Submarine's today don't need to face all these issues. It's okay when a submarine can't connect to npm because there's likely nobody on the submarine to use npm. 

I expect a submarine to have a bunch of custom build software for tasks that are supposed to be done in a submarine while all the other tasks that you can do on computers that need internet connections fail. 

If you take a cruise today in a deep-ocean vessel and want to update the windows on your laptop, I don't think you can currently access a local cluster of storage on the average cruise vessel that allows you to do this. 

Given the NASA approach to ship design, NASA would likely contract out a bunch of custom software for tasks that they think should be done on a space ship. Then that software works and if someone wants to do something different they are out of luck. 

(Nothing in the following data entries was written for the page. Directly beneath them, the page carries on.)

//! Thin wrappers around Linux kernel primitives.

pub mod confinement;
pub mod fd;
pub mod process;
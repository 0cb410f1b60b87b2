use crate::config::types::{Result, ZygoteError};
use crate::ipc::channel::{Channel, ChannelLimits, Message};
use crate::ipc::protocol::{ForkReply, ZygoteRequest};
use crate::kernel::fd::close_fds_except;
use crate::kernel::process::{fork_process, reap_blocking, termination_status};
use crate::zygote::descriptors::WorkerDescriptors;
use crate::zygote::startup::WorkerStartup;
use log::{debug, error, info, warn};
use nix::unistd::{getpid, ForkResult, Pid};
use std::os::fd::{OwnedFd, RawFd};

/// Back-to-back transport failures tolerated before the zygote gives up
const MAX_CONSECUTIVE_IO_FAILURES: u32 = 3;

/// Result of cloning the zygote
#[derive(Debug)]
pub enum SpawnOutcome {
    /// Still the zygote; the new worker has this pid
    Parent(Pid),
    /// Now the worker; continue into worker start-up
    Child(WorkerStartup),
}

/// Why [`ZygoteServer::run`] returned
#[derive(Debug)]
pub enum ZygoteExit {
    /// This process is a freshly forked worker
    Worker(WorkerStartup),
    /// The controller closed the control channel
    ControllerGone,
}

/// Request loop of the zygote process
#[derive(Debug)]
pub struct ZygoteServer {
    channel: Channel,
    limits: ChannelLimits,
    preserved: Vec<RawFd>,
}

impl ZygoteServer {
    pub fn new(channel: Channel, limits: ChannelLimits) -> Self {
        Self {
            channel,
            limits,
            preserved: Vec::new(),
        }
    }

    /// Keep `fd` open in every worker (besides stdio and mapped descriptors)
    pub fn preserve_descriptor(&mut self, fd: RawFd) {
        if !self.preserved.contains(&fd) {
            self.preserved.push(fd);
        }
    }

    /// Serve requests until the controller leaves or this process becomes a worker
    pub fn run(mut self) -> Result<ZygoteExit> {
        info!("Zygote {} serving control channel", getpid());
        let mut io_failures = 0;

        loop {
            let message = match self
                .channel
                .receive(self.limits.max_payload, self.limits.max_descriptors)
            {
                Ok(message) => message,
                Err(ZygoteError::Eof) => {
                    info!("Controller closed the control channel; zygote exiting");
                    return Ok(ZygoteExit::ControllerGone);
                }
                Err(e @ ZygoteError::Truncated(_)) => {
                    warn!("Dropping request: {}", e);
                    continue;
                }
                Err(e) => {
                    io_failures += 1;
                    if io_failures >= MAX_CONSECUTIVE_IO_FAILURES {
                        error!("Failed to read from control channel: {}", e);
                        return Err(e);
                    }
                    warn!("Failed to read from control channel: {}", e);
                    continue;
                }
            };
            io_failures = 0;

            if let Some(startup) = self.handle_message(message) {
                return Ok(ZygoteExit::Worker(startup));
            }
        }
    }

    /// Entry point for an embedding program: returns only in a new worker.
    ///
    /// Exits the process with 0 when the controller goes away and 1 on a
    /// fatal channel error.
    pub fn run_until_worker(self) -> WorkerStartup {
        match self.run() {
            Ok(ZygoteExit::Worker(startup)) => startup,
            Ok(ZygoteExit::ControllerGone) => std::process::exit(0),
            Err(e) => {
                error!("Zygote stopped: {}", e);
                std::process::exit(1);
            }
        }
    }

    /// Clone this process into a worker.
    ///
    /// In the child the control channel is closed, `keys[i]` is bound to
    /// `descriptors[i]` and every other inherited descriptor except stdio and
    /// preserved ones is closed.
    pub fn spawn(
        &mut self,
        argv: Vec<String>,
        keys: Vec<u32>,
        descriptors: Vec<OwnedFd>,
    ) -> Result<SpawnOutcome> {
        if keys.len() != descriptors.len() {
            return Err(ZygoteError::malformed(format!(
                "{} keys for {} descriptors",
                keys.len(),
                descriptors.len()
            )));
        }

        match fork_process()? {
            ForkResult::Child => {
                self.channel.close();

                let descriptors = WorkerDescriptors::from_parts(keys, descriptors);
                let mut keep = descriptors.raw_fds();
                keep.extend_from_slice(&self.preserved);

                // A worker holding stray zygote descriptors must not start.
                if let Err(e) = close_fds_except(&keep) {
                    error!("Worker {} failed to close inherited descriptors: {}", getpid(), e);
                    std::process::exit(1);
                }

                Ok(SpawnOutcome::Child(WorkerStartup::new(argv, descriptors)))
            }
            ForkResult::Parent { child } => {
                drop(descriptors);
                info!("Spawned worker {} with args {:?}", child, argv);
                Ok(SpawnOutcome::Parent(child))
            }
        }
    }

    fn handle_message(&mut self, message: Message) -> Option<WorkerStartup> {
        let Message {
            payload,
            descriptors,
        } = message;

        let request = match ZygoteRequest::decode(&payload, descriptors.len()) {
            Ok(request) => request,
            Err(e) => {
                warn!(
                    "Dropping malformed request (closing {} descriptors): {}",
                    descriptors.len(),
                    e
                );
                return None;
            }
        };

        debug!("Zygote request {:?}", request.command());

        match request {
            ZygoteRequest::Fork { argv, keys } => self.handle_fork(argv, keys, descriptors),
            ZygoteRequest::Reap { pid } => {
                self.handle_reap(Pid::from_raw(pid));
                None
            }
            ZygoteRequest::DidProcessCrash { pid } => {
                self.handle_crash_check(Pid::from_raw(pid));
                None
            }
        }
    }

    fn handle_fork(
        &mut self,
        argv: Vec<String>,
        keys: Vec<u32>,
        descriptors: Vec<OwnedFd>,
    ) -> Option<WorkerStartup> {
        let reply = match self.spawn(argv, keys, descriptors) {
            Ok(SpawnOutcome::Child(startup)) => return Some(startup),
            Ok(SpawnOutcome::Parent(child)) => ForkReply::Spawned(child.as_raw()),
            Err(e) => {
                error!("Fork request failed: {}", e);
                ForkReply::Failed(e.to_string())
            }
        };

        self.reply("fork", &reply.encode());
        None
    }

    fn handle_reap(&self, pid: Pid) {
        match reap_blocking(pid) {
            Ok(status) => debug!("Reaped {}: {:?}", pid, status),
            Err(e) => warn!("Failed to reap {}: {}", pid, e),
        }
    }

    fn handle_crash_check(&self, pid: Pid) {
        let status = termination_status(pid);
        debug!("Crash check {}: {:?}", pid, status);
        self.reply("crash check", &status.encode());
    }

    fn reply(&self, what: &str, payload: &[u8]) {
        if let Err(e) = self.channel.send(payload, &[]) {
            warn!("Failed to send {} reply: {}", what, e);
        }
    }
}

#[cfg(test)]
mod tests {
    use super::*;
    use crate::kernel::process::{exit_code, CrashStatus};
    use crate::zygote::descriptors::SANDBOX_IPC_CHANNEL;

    fn server_pair() -> (ZygoteServer, Channel) {
        let (server_end, controller_end) = Channel::pair().unwrap();
        (
            ZygoteServer::new(server_end, ChannelLimits::default()),
            controller_end,
        )
    }

    #[test]
    fn test_eof_ends_the_loop() {
        let (server, controller) = server_pair();
        drop(controller);
        assert!(matches!(server.run(), Ok(ZygoteExit::ControllerGone)));
    }

    #[test]
    fn test_malformed_request_is_dropped() {
        let (mut server, controller) = server_pair();
        let message = Message {
            payload: vec![1, 2, 3],
            descriptors: Vec::new(),
        };
        assert!(server.handle_message(message).is_none());

        // The loop keeps serving afterwards.
        let check = ZygoteRequest::DidProcessCrash { pid: i32::MAX };
        controller.send(&check.encode(), &[]).unwrap();
        let request = server.channel.receive(1024, 0).unwrap();
        assert!(server.handle_message(request).is_none());

        let reply = controller.receive(1024, 0).unwrap();
        assert_eq!(CrashStatus::decode(&reply.payload).unwrap(), CrashStatus::default());
    }

    #[test]
    fn test_fork_replies_with_child_pid() {
        let (mut server, controller) = server_pair();
        let (keep, mapped) = Channel::pair().unwrap();

        let request = ZygoteRequest::Fork {
            argv: vec!["--type=worker".to_string()],
            keys: vec![SANDBOX_IPC_CHANNEL],
        };
        controller
            .send(&request.encode(), &[mapped.as_fd().unwrap()])
            .unwrap();
        drop(mapped);

        let message = server.channel.receive(1024, 16).unwrap();
        match server.handle_message(message) {
            Some(startup) => {
                // Worker side: report what it was given through the mapped channel.
                let ok = startup.process_type() == Some("worker")
                    && startup.descriptors().get(SANDBOX_IPC_CHANNEL).is_some();
                if let Some(fd) = startup.descriptors().get(SANDBOX_IPC_CHANNEL) {
                    let channel = Channel::from_owned_fd(fd.try_clone_to_owned().unwrap());
                    let _ = channel.send(if ok { b"ok" } else { b"no" }, &[]);
                }
                unsafe { libc::_exit(if ok { 0 } else { 1 }) }
            }
            None => {
                let reply = controller.receive(1024, 0).unwrap();
                let pid = match ForkReply::decode(&reply.payload).unwrap() {
                    ForkReply::Spawned(pid) => Pid::from_raw(pid),
                    other => panic!("unexpected reply {other:?}"),
                };

                assert_eq!(keep.receive(16, 0).unwrap().payload, b"ok");
                let status = reap_blocking(pid).unwrap();
                assert_eq!(exit_code(&status), Some(0));
            }
        }
    }

    #[test]
    fn test_spawn_rejects_key_count_mismatch() {
        let (mut server, _controller) = server_pair();
        let err = server.spawn(vec![], vec![1], Vec::new()).unwrap_err();
        assert!(matches!(err, ZygoteError::MalformedMessage(_)));
    }
}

When it comes for a colony you want that normal software like npm that's not specifically build for the colony still works.

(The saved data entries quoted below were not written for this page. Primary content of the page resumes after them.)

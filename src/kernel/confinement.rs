// Filesystem confinement for workers that completed the sandbox handshake

use crate::config::types::{Result, ZygoteError};
use std::path::{Path, PathBuf};

/// Something a worker applies to itself once the controller allows it
pub trait Confinement {
    fn confine(&self) -> Result<()>;
}

/// Change the filesystem root and mark the process non-dumpable
#[derive(Debug, Clone)]
pub struct ChrootJail {
    root: PathBuf,
}

impl ChrootJail {
    pub fn new(root: impl Into<PathBuf>) -> Self {
        Self { root: root.into() }
    }

    pub fn root(&self) -> &Path {
        &self.root
    }
}

impl Confinement for ChrootJail {
    fn confine(&self) -> Result<()> {
        nix::unistd::chroot(&self.root).map_err(|e| {
            ZygoteError::Handshake(format!("chroot({}) failed: {}", self.root.display(), e))
        })?;
        nix::unistd::chdir("/")
            .map_err(|e| ZygoteError::Handshake(format!("chdir(/) after chroot failed: {}", e)))?;

        set_non_dumpable()?;

        log::info!("Confined to {}", self.root.display());
        Ok(())
    }
}

/// Clear the dumpable flag (no core dumps, no ptrace attach from same uid)
pub fn set_non_dumpable() -> Result<()> {
    // SAFETY: PR_SET_DUMPABLE takes plain integer arguments.
    let result = unsafe { libc::prctl(libc::PR_SET_DUMPABLE, 0, 0, 0, 0) };

    if result != 0 {
        return Err(ZygoteError::Handshake(format!(
            "Failed to clear PR_SET_DUMPABLE: {}",
            std::io::Error::last_os_error()
        )));
    }

    log::debug!("Cleared PR_SET_DUMPABLE");
    Ok(())
}

/// Check the dumpable flag
pub fn is_dumpable() -> Result<bool> {
    // SAFETY: PR_GET_DUMPABLE takes no pointer arguments.
    let result = unsafe { libc::prctl(libc::PR_GET_DUMPABLE, 0, 0, 0, 0) };

    if result < 0 {
        return Err(ZygoteError::Io(std::io::Error::last_os_error()));
    }

    Ok(result == 1)
}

My company has our own servers for Windows updates because our IT department tests (or at least delays) them - I update my laptop from a local server, not from the internet.  If I went on a cruise, I'd probably just avoid it until I was in port.  That's economics, not technology - the ships aren't on low-bandwidth links for long enough to justify the expense of local servers.

A colony will have different economics, but similar fundamentals - there'll be different metering and expectations for links to earth than locally, and application-specific proxies and local caches/resources will be the rule, not the exception.

Mirroring of servers is old technology (common in the '80s), content-distribution networks are newer but not actually new.  This topic is a major part of most scalable system designs - in fact, NPM is a good example because it's near-trivial to use a local server for updates.

A colony will have different economics, but similar fundamentals - there'll be different metering and expectations for links to earth than locally, and application-specific proxies 

Application-specific proxies mean that the end-user on Mars can't simply use whatever software from earth they want to use but has to ask the general proxy management entity specifically to setup a proxy for the application they want to use. 

IPFS skips that and allows everything to work without setting up application-specific proxies. 

To the extend that it's old technology we now have more access control technology that makes sure that software is downloaded from the official server and not any other provider.